The Word of the Lord endures forever. 1 Peter 1:25

Change is scary. Changing churches even scarier. Changing denominations and theological views scarier still. This past week was the one year anniversary of my husband, Bobby, and I becoming members of the LCMS here in little old Mountain Home, ID. A dear friend took pictures that day but I was scared to post them because so many of my other friends were reformed. However, it soon leaked out that we had converted to Lutheranism. It has been quite the journey from growing up Pentecostal through the charismatic world in various forms to Dutch reformed and now Lutheran. My friends were questioning how their "reformed gal" could now be Lutheran. Granted, over the past decade as reformed believers we were assured that Lutherans were our brethren and so we did not think it much of a change. We have been pleased that many of our friends have asked why we went from Heidelberg to Wittenberg* (Nancy’s upcoming book is titled The Accidental Lutheran: The Journey from Heidelberg to Wittenberg published by Wipf & Stock release date March 2019) and this is a condensed answer.

God Moves in Mysterious Ways

That is actually a line from one of my favorite hymns by Cowper and it proves true all the time. Our conversion from Dutch Reformed to Lutheranism was not intentional.
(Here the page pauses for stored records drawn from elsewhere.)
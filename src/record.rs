//! Article records extracted from an export
//!
//! An [`ArticleRecord`] holds every metadata field the front matter renders,
//! always populated: absent text fields are empty strings and absent integer
//! fields are `0`.

/// Keys of the fixed front matter fields, in output order
///
/// Extra platform fields never reuse one of these keys.
pub const FIXED_FIELDS: [&str; 20] = [
    "title",
    "post_id",
    "link",
    "guid",
    "description",
    "pubDate",
    "post_date",
    "post_date_gmt",
    "post_modified",
    "post_modified_gmt",
    "comment_status",
    "ping_status",
    "post_name",
    "status",
    "post_parent",
    "menu_order",
    "post_type",
    "post_password",
    "is_sticky",
    "creator",
];

/// One article's metadata plus its raw body markup
#[derive(Debug, Default, Clone, PartialEq)]
pub struct ArticleRecord {
    pub title: String,
    /// Platform identifier (`wp:post_id`)
    pub post_id: i64,
    /// Canonical link
    pub link: String,
    /// Globally-unique id
    pub guid: String,
    pub description: String,
    /// Publish timestamp, RFC 822 form
    pub pub_date: String,
    /// Publish timestamp, local `YYYY-MM-DD HH:MM:SS`
    pub post_date: String,
    pub post_date_gmt: String,
    pub post_modified: String,
    pub post_modified_gmt: String,
    pub comment_status: String,
    pub ping_status: String,
    /// URL slug
    pub post_name: String,
    pub status: String,
    pub post_parent: i64,
    pub menu_order: i64,
    /// Content-type label (`post`, `page`, `attachment`, ...)
    pub post_type: String,
    pub post_password: String,
    /// `0` or `1`
    pub is_sticky: i64,
    /// Author (`dc:creator`)
    pub creator: String,
    /// Other leaf fields from the platform namespace, in document order
    pub extra: Vec<(String, String)>,
    /// Raw HTML body (`content:encoded`)
    pub body: String,
}

/// A front matter value
#[derive(Debug, Clone, Copy, PartialEq)]
pub enum FieldValue<'a> {
    Text(&'a str),
    Integer(i64),
}

impl ArticleRecord {
    /// Create an empty record
    pub fn new() -> Self {
        Self::default()
    }

    /// Fixed fields in front matter order, followed by the extra fields
    pub fn fields(&self) -> Vec<(&str, FieldValue<'_>)> {
        // Same order as FIXED_FIELDS
        let values = [
            FieldValue::Text(&self.title),
            FieldValue::Integer(self.post_id),
            FieldValue::Text(&self.link),
            FieldValue::Text(&self.guid),
            FieldValue::Text(&self.description),
            FieldValue::Text(&self.pub_date),
            FieldValue::Text(&self.post_date),
            FieldValue::Text(&self.post_date_gmt),
            FieldValue::Text(&self.post_modified),
            FieldValue::Text(&self.post_modified_gmt),
            FieldValue::Text(&self.comment_status),
            FieldValue::Text(&self.ping_status),
            FieldValue::Text(&self.post_name),
            FieldValue::Text(&self.status),
            FieldValue::Integer(self.post_parent),
            FieldValue::Integer(self.menu_order),
            FieldValue::Text(&self.post_type),
            FieldValue::Text(&self.post_password),
            FieldValue::Integer(self.is_sticky),
            FieldValue::Text(&self.creator),
        ];
        let mut fields: Vec<(&str, FieldValue<'_>)> = FIXED_FIELDS.into_iter().zip(values).collect();
        fields.extend(
            self.extra
                .iter()
                .map(|(key, value)| (key.as_str(), FieldValue::Text(value.as_str()))),
        );
        fields
    }

    /// Human-readable label for diagnostics
    ///
    /// Title first, then identifier, then the article's position.
    pub fn label(&self, index: usize) -> String {
        if !self.title.trim().is_empty() {
            self.title.clone()
        } else if self.post_id != 0 {
            format!("post_id {}", self.post_id)
        } else {
            format!("#{}", index + 1)
        }
    }
}
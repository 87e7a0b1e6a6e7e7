//! Error types for export operations
//!
//! Two layers: [`ConversionError`] aborts the whole run, [`RecordError`] only
//! skips the article that raised it.

use std::fmt;
use std::path::PathBuf;
use thiserror::Error;

/// Location inside the input document
#[derive(Debug, Clone, Copy, PartialEq, Eq)]
pub struct TextPosition {
    /// 1-based line
    pub line: usize,
    /// 1-based column, counted in characters
    pub column: usize,
    /// Byte offset into the decoded document
    pub offset: usize,
}

impl TextPosition {
    /// Compute line and column for a byte offset in `text`
    pub fn from_offset(text: &str, offset: usize) -> Self {
        let mut offset = offset.min(text.len());
        while !text.is_char_boundary(offset) {
            offset -= 1;
        }

        let prefix = &text[..offset];
        let line = prefix.matches('\n').count() + 1;
        let line_start = prefix.rfind('\n').map(|i| i + 1).unwrap_or(0);
        let column = prefix[line_start..].chars().count() + 1;

        Self {
            line,
            column,
            offset,
        }
    }
}

impl fmt::Display for TextPosition {
    fn fmt(&self, f: &mut fmt::Formatter<'_>) -> fmt::Result {
        write!(f, "line {}, column {}", self.line, self.column)
    }
}

/// Errors that abort an export run
#[derive(Error, Debug)]
pub enum ConversionError {
    /// Input file could not be read or output location could not be prepared
    #[error("I/O error on {}: {source}", .path.display())]
    Io {
        path: PathBuf,
        #[source]
        source: std::io::Error,
    },

    /// Character encoding error
    #[error("Encoding error: {0}")]
    Encoding(String),

    /// Input is not well-formed XML
    #[error("XML parse error{}: {message}", at_position(.position))]
    StructuralParse {
        message: String,
        position: Option<TextPosition>,
    },

    /// Invalid input data
    #[error("Invalid input: {0}")]
    InvalidInput(String),
}

fn at_position(position: &Option<TextPosition>) -> String {
    position.map(|p| format!(" at {p}")).unwrap_or_default()
}

impl ConversionError {
    /// Process exit code for the CLI
    pub fn code(&self) -> i32 {
        match self {
            ConversionError::StructuralParse { .. } => 2,
            ConversionError::Encoding(_) => 3,
            ConversionError::InvalidInput(_) => 4,
            ConversionError::Io { .. } => 5,
        }
    }
}

/// Errors confined to a single article
#[derive(Error, Debug)]
pub enum RecordError {
    /// Body markup could not be converted
    #[error("body conversion failed: {0}")]
    Markup(String),

    /// An integer field holds something that is not an integer
    #[error("field `{field}` is not an integer: {value:?}")]
    Metadata { field: &'static str, value: String },

    /// Output file could not be written
    #[error("failed to write {}: {source}", .path.display())]
    Write {
        path: PathBuf,
        #[source]
        source: std::io::Error,
    },
}

/// A [`RecordError`] tagged with the article it came from
#[derive(Debug)]
pub struct RecordFailure {
    /// 0-based position of the article in the document
    pub index: usize,
    /// Title, identifier, or `#<index>` when neither is available
    pub label: String,
    pub error: RecordError,
}

impl fmt::Display for RecordFailure {
    fn fmt(&self, f: &mut fmt::Formatter<'_>) -> fmt::Result {
        write!(f, "article {} ({}): {}", self.index + 1, self.label, self.error)
    }
}
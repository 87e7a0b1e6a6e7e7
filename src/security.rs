//! Resource limits for untrusted export input
//!
//! Exports come from arbitrary sites and are not trusted to be sane:
//!
//! 1. **Input Size**: the whole export file is size-checked before decoding
//! 2. **Nesting Depth**: body markup deeper than the limit is rejected per
//!    article, keeping the recursive converter off the end of the stack
//! 3. **Document Depth**: export elements deeper than the limit abort the
//!    run before the owned XML tree grows past what can be dropped safely
//! 4. **Entity Safety**: `quick-xml` never resolves external entities and
//!    html5ever has no notion of them, so XXE is not reachable

use crate::error::{ConversionError, RecordError};

/// Maximum allowed nesting depth for body elements
pub const MAX_NESTING_DEPTH: usize = 512;

/// Maximum allowed nesting depth for export XML elements
pub const MAX_XML_DEPTH: usize = 1024;

/// Maximum export file size accepted (256 MiB)
pub const MAX_INPUT_BYTES: usize = 256 * 1024 * 1024;

/// Validator for input size and markup depth
#[derive(Debug, Clone, Copy)]
pub struct SecurityValidator {
    max_depth: usize,
    max_xml_depth: usize,
    max_input_bytes: usize,
}

impl SecurityValidator {
    /// Create a validator with default limits
    pub fn new() -> Self {
        Self {
            max_depth: MAX_NESTING_DEPTH,
            max_xml_depth: MAX_XML_DEPTH,
            max_input_bytes: MAX_INPUT_BYTES,
        }
    }

    /// Create a validator with a custom maximum depth
    pub fn with_max_depth(max_depth: usize) -> Self {
        Self {
            max_depth,
            ..Self::new()
        }
    }

    /// Replace the input size limit
    pub fn max_input_bytes(mut self, max_input_bytes: usize) -> Self {
        self.max_input_bytes = max_input_bytes;
        self
    }

    /// Replace the export XML depth limit
    pub fn max_xml_depth(mut self, max_xml_depth: usize) -> Self {
        self.max_xml_depth = max_xml_depth;
        self
    }

    /// Validate nesting depth of body markup
    ///
    /// ```
    /// use article_export_markdown::security::SecurityValidator;
    ///
    /// let validator = SecurityValidator::with_max_depth(100);
    /// assert!(validator.validate_depth(50).is_ok());
    /// assert!(validator.validate_depth(150).is_err());
    /// ```
    pub fn validate_depth(&self, depth: usize) -> Result<(), RecordError> {
        if depth > self.max_depth {
            Err(RecordError::Markup(format!(
                "HTML nesting depth {} exceeds maximum allowed depth {}",
                depth, self.max_depth
            )))
        } else {
            Ok(())
        }
    }

    /// Validate nesting depth of the export document itself
    ///
    /// The returned error carries no position; the XML reader knows where it
    /// stopped and attaches it.
    pub fn validate_xml_depth(&self, depth: usize) -> Result<(), ConversionError> {
        if depth > self.max_xml_depth {
            Err(ConversionError::StructuralParse {
                message: format!(
                    "XML nesting depth {} exceeds maximum allowed depth {}",
                    depth, self.max_xml_depth
                ),
                position: None,
            })
        } else {
            Ok(())
        }
    }

    /// Validate the size of the raw export
    pub fn validate_input_size(&self, len: usize) -> Result<(), ConversionError> {
        if len == 0 {
            return Err(ConversionError::InvalidInput(
                "XML input is empty".to_string(),
            ));
        }
        if len > self.max_input_bytes {
            return Err(ConversionError::InvalidInput(format!(
                "XML input is {} bytes, limit is {}",
                len, self.max_input_bytes
            )));
        }
        Ok(())
    }
}

impl Default for SecurityValidator {
    fn default() -> Self {
        Self::new()
    }
}

#[cfg(test)]
mod tests {
    use super::*;

    #[test]
    fn test_depth_at_limit_allowed() {
        let validator = SecurityValidator::with_max_depth(10);
        assert!(validator.validate_depth(10).is_ok());
        assert!(matches!(
            validator.validate_depth(11),
            Err(RecordError::Markup(_))
        ));
    }

    #[test]
    fn test_default_depth() {
        let validator = SecurityValidator::new();
        assert!(validator.validate_depth(MAX_NESTING_DEPTH).is_ok());
        assert!(validator.validate_depth(MAX_NESTING_DEPTH + 1).is_err());
    }

    #[test]
    fn test_xml_depth_limit() {
        let validator = SecurityValidator::new().max_xml_depth(4);
        assert!(validator.validate_xml_depth(4).is_ok());
        assert!(matches!(
            validator.validate_xml_depth(5),
            Err(ConversionError::StructuralParse { position: None, .. })
        ));
        assert!(SecurityValidator::new().validate_xml_depth(MAX_XML_DEPTH).is_ok());
    }

    #[test]
    fn test_empty_input_rejected() {
        let validator = SecurityValidator::new();
        assert!(matches!(
            validator.validate_input_size(0),
            Err(ConversionError::InvalidInput(_))
        ));
    }

    #[test]
    fn test_input_size_limit() {
        let validator = SecurityValidator::new().max_input_bytes(16);
        assert!(validator.validate_input_size(16).is_ok());
        assert!(validator.validate_input_size(17).is_err());
    }
}
use std::fs;
use std::path::PathBuf;
use std::process::ExitCode;

use article_export_markdown::ConversionError;
use article_export_markdown::exporter::{
    DEFAULT_ARTICLE_TAG, DEFAULT_OUTPUT_DIR, ExportOptions, Exporter, RunReport,
};
use clap::Parser;
use tracing::error;
use tracing_subscriber::EnvFilter;

#[derive(Parser)]
#[command(name = "article2md")]
#[command(
    about = "Convert an XML article export (RSS / WordPress WXR) into Markdown files with YAML front matter",
    version
)]
struct Cli {
    /// XML export to convert
    xml_path: PathBuf,

    /// Directory receiving one .md file per article (created if missing)
    #[arg(short, long, default_value = DEFAULT_OUTPUT_DIR)]
    output: PathBuf,

    /// Local name of the article elements
    #[arg(short, long, default_value = DEFAULT_ARTICLE_TAG)]
    tag: String,

    /// Log per-article details
    #[arg(short, long)]
    verbose: bool,
}

fn main() -> ExitCode {
    let cli = Cli::parse();

    let default_level = if cli.verbose { "debug" } else { "info" };
    let filter = EnvFilter::try_from_default_env().unwrap_or_else(|_| EnvFilter::new(default_level));
    tracing_subscriber::fmt()
        .with_env_filter(filter)
        .with_target(false)
        .with_writer(std::io::stderr)
        .init();

    if let Err(source) = fs::create_dir_all(&cli.output) {
        return fail(ConversionError::Io {
            path: cli.output,
            source,
        });
    }

    let exporter = Exporter::new(ExportOptions {
        article_tag: cli.tag,
        output_dir: cli.output,
        ..Default::default()
    });

    match exporter.run(&cli.xml_path) {
        Ok(report) => {
            print_summary(&report, exporter.options());
            ExitCode::SUCCESS
        }
        Err(err) => fail(err),
    }
}

fn fail(err: ConversionError) -> ExitCode {
    error!("{err}");
    ExitCode::from(u8::try_from(err.code()).unwrap_or(1))
}

fn print_summary(report: &RunReport, options: &ExportOptions) {
    if let Some(no_match) = &report.no_match {
        println!(
            "No <{}> elements found. Tags present: {}",
            no_match.article_tag,
            no_match.seen_tags.join(", ")
        );
        return;
    }

    for failure in &report.failures {
        println!("skipped {failure}");
    }
    println!(
        "{} written to {}, {} skipped",
        report.written_count(),
        options.output_dir.display(),
        report.skipped_count()
    );
    if report.unsupported_tags > 0 {
        println!(
            "{} unsupported tags converted as plain text",
            report.unsupported_tags
        );
    }
}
Rather, we simply needed to find a church closer to us. You see Winter 2016-17 was pretty rough and from Thanksgiving weekend with the first snow clear through into the first week of May we either had snow storms or deep freezes. The roads became icy and with only one plow in town our little cul de sac just did not get touched for months. Since moving here in '14 we had attended a reformed church in Boise which meant a 100+ mile round trip each week. The highway was not forgiving that winter and God providentially kept us home.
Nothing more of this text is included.